__EXERCISE AIM__: Every line from the line containing "for cost precomputation." through the final line of the data is to be printed exactly; no other line is to appear.

Saved data entries:
--------

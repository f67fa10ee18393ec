// SPDX-License-Identifier: MIT OR Apache-2.0

#![forbid(unsafe_code)]

/// Numeric accumulation mode for cost precomputation.
///
/// `Strict` uses compensated prefix sums; `Balanced` uses plain sums.
#[cfg_attr(feature = "serde", derive(serde::Serialize, serde::Deserialize))]
#[derive(Clone, Copy, Debug, Default, PartialEq, Eq)]
pub enum ReproMode {
    Strict,
    #[default]
    Balanced,
}

impl ReproMode {
    pub const fn as_str(self) -> &'static str {
        match self {
            Self::Strict => "strict",
            Self::Balanced => "balanced",
        }
    }
}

--------

__SOLUTION BELOW__:
/// Numeric accumulation mode for cost precomputation.
///
/// `Strict` uses compensated prefix sums; `Balanced` uses plain sums.
#[cfg_attr(feature = "serde", derive(serde::Serialize, serde::Deserialize))]
#[derive(Clone, Copy, Debug, Default, PartialEq, Eq)]
pub enum ReproMode {
    Strict,
    #[default]
    Balanced,
}

impl ReproMode {
    pub const fn as_str(self) -> &'static str {
        match self {
            Self::Strict => "strict",
            Self::Balanced => "balanced",
        }
    }
}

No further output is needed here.